🤖 AI Summary
Existing game-testing agents—whether RL-, IL-, or LLM-based—exhibit severe behavioral homogeneity, failing to emulate the diverse strategies arising from human players’ individual personality differences; this leads to insufficient interaction coverage and low detection rates for edge cases. To address this, we propose the first systematic integration of personality traits into game-testing agents, introducing an LLM-based multi-strategy decision framework. Our approach employs personality trait vectors to dynamically modulate the joint output of reinforcement learning and imitation learning policies, enabling behaviorally distinct actions under similar contextual conditions. Evaluated across multiple games, our method significantly improves task completion rates and state coverage. In Minecraft, it surpasses state-of-the-art baselines, achieving broader, deeper, and more expressive game testing—demonstrating enhanced capability in uncovering rare scenarios and complex interactions.
📝 Abstract
Modern video games pose significant challenges for traditional automated testing algorithms, yet intensive testing is crucial to ensure game quality. To address these challenges, researchers designed gaming agents using Reinforcement Learning, Imitation Learning, or Large Language Models. However, these agents often neglect the diverse strategies employed by human players due to their different personalities, resulting in repetitive solutions in similar situations. Without mimicking varied gaming strategies, these agents struggle to trigger diverse in-game interactions or uncover edge cases.
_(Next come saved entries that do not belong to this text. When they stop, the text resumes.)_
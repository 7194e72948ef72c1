use std::fmt;
use std::str::FromStr;

/// A 40-character lowercase hexadecimal git commit id.
///
/// Parsing lower-cases the input and rejects anything that isn't exactly 40
/// hex digits, so a `GitOid` in hand is always a full, canonical commit SHA.
/// The caller does not need to re-validate it before using it as a cache key
/// or printing it into a manifest.
#[derive(Debug, Clone, Copy, PartialEq, Eq, PartialOrd, Ord, Hash)]
pub struct GitOid([u8; 40]);

#[derive(Debug, thiserror::Error, PartialEq, Eq)]
#[error("`{0}` is not a valid 40-character git commit hash")]
pub struct GitOidParseError(String);

impl FromStr for GitOid {
    type Err = GitOidParseError;

    fn from_str(s: &str) -> Result<Self, Self::Err> {
        if s.len() != 40 || !s.bytes().all(|b| b.is_ascii_hexdigit()) {
            return Err(GitOidParseError(s.to_string()));
        }
        let mut bytes = [0u8; 40];
        for (dst, src) in bytes.iter_mut().zip(s.bytes()) {
            *dst = src.to_ascii_lowercase();
        }
        Ok(Self(bytes))
    }
}

impl GitOid {
    pub fn as_str(&self) -> &str {
        // SAFETY: constructed only from ASCII hex digits.
        std::str::from_utf8(&self.0).unwrap()
    }

    /// Whether `prefix` (case-insensitive, 5-40 hex chars) is a prefix of this oid.
    pub fn starts_with(&self, prefix: &str) -> bool {
        let prefix = prefix.to_ascii_lowercase();
        self.as_str().starts_with(&prefix)
    }
}

impl fmt::Display for GitOid {
    fn fmt(&self, f: &mut fmt::Formatter<'_>) -> fmt::Result {
        f.write_str(self.as_str())
    }
}

impl serde::Serialize for GitOid {
    fn serialize<S: serde::Serializer>(&self, serializer: S) -> Result<S::Ok, S::Error> {
        serializer.serialize_str(self.as_str())
    }
}

impl<'de> serde::Deserialize<'de> for GitOid {
    fn deserialize<D: serde::Deserializer<'de>>(deserializer: D) -> Result<Self, D::Error> {
        let s = String::deserialize(deserializer)?;
        Self::from_str(&s).map_err(serde::de::Error::custom)
    }
}

/// `true` for strings that are plausible commit-hash prefixes (5-40 hex chars).
///
/// This is looser than [`GitOid::from_str`]: it accepts short prefixes, the
/// form the version resolver (C5) needs to recognize before it knows whether
/// the prefix is actually present in the ref table.
pub fn looks_like_commit_hash(s: &str) -> bool {
    (5..=40).contains(&s.len()) && s.bytes().all(|b| b.is_ascii_hexdigit())
}

#[cfg(test)]
mod tests {
    use super::*;

    #[test]
    fn parses_lowercase() {
        let oid: GitOid = "abcdef0123456789abcdef0123456789abcdef01".parse().unwrap();
        assert_eq!(oid.as_str(), "abcdef0123456789abcdef0123456789abcdef01");
    }

    #[test]
    fn lowercases_input() {
        let oid: GitOid = "ABCDEF0123456789abcdef0123456789abcdef01".parse().unwrap();
        assert_eq!(oid.as_str(), "abcdef0123456789abcdef0123456789abcdef01");
    }

    #[test]
    fn rejects_wrong_length() {
        assert!("abc123".parse::<GitOid>().is_err());
    }

    #[test]
    fn rejects_non_hex() {
        let s = "g".repeat(40);
        assert!(s.parse::<GitOid>().is_err());
    }

    #[test]
    fn prefix_match_is_case_insensitive() {
        let oid: GitOid = "abcdef0123456789abcdef0123456789abcdef01".parse().unwrap();
        assert!(oid.starts_with("ABCDEF"));
        assert!(!oid.starts_with("ffffff"));
    }

    #[test]
    fn commit_hash_prefix_bounds() {
        assert!(!looks_like_commit_hash("abcd"));
        assert!(looks_like_commit_hash("abcde"));
        assert!(looks_like_commit_hash(&"a".repeat(40)));
        assert!(!looks_like_commit_hash(&"a".repeat(41)));
        assert!(!looks_like_commit_hash("abcdg"));
    }
}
In this paper, we present MIMIC, a novel framework that integrates diverse personality traits into gaming agents, enabling them to adopt different gaming strategies for similar situations. By mimicking different playstyles, MIMIC can achieve higher test coverage and richer in-game interactions across different games. It also outperforms state-of-the-art agents in Minecraft by achieving a higher task completion rate and providing more diverse solutions. These results highlight MIMIC's significant potential for effective game testing.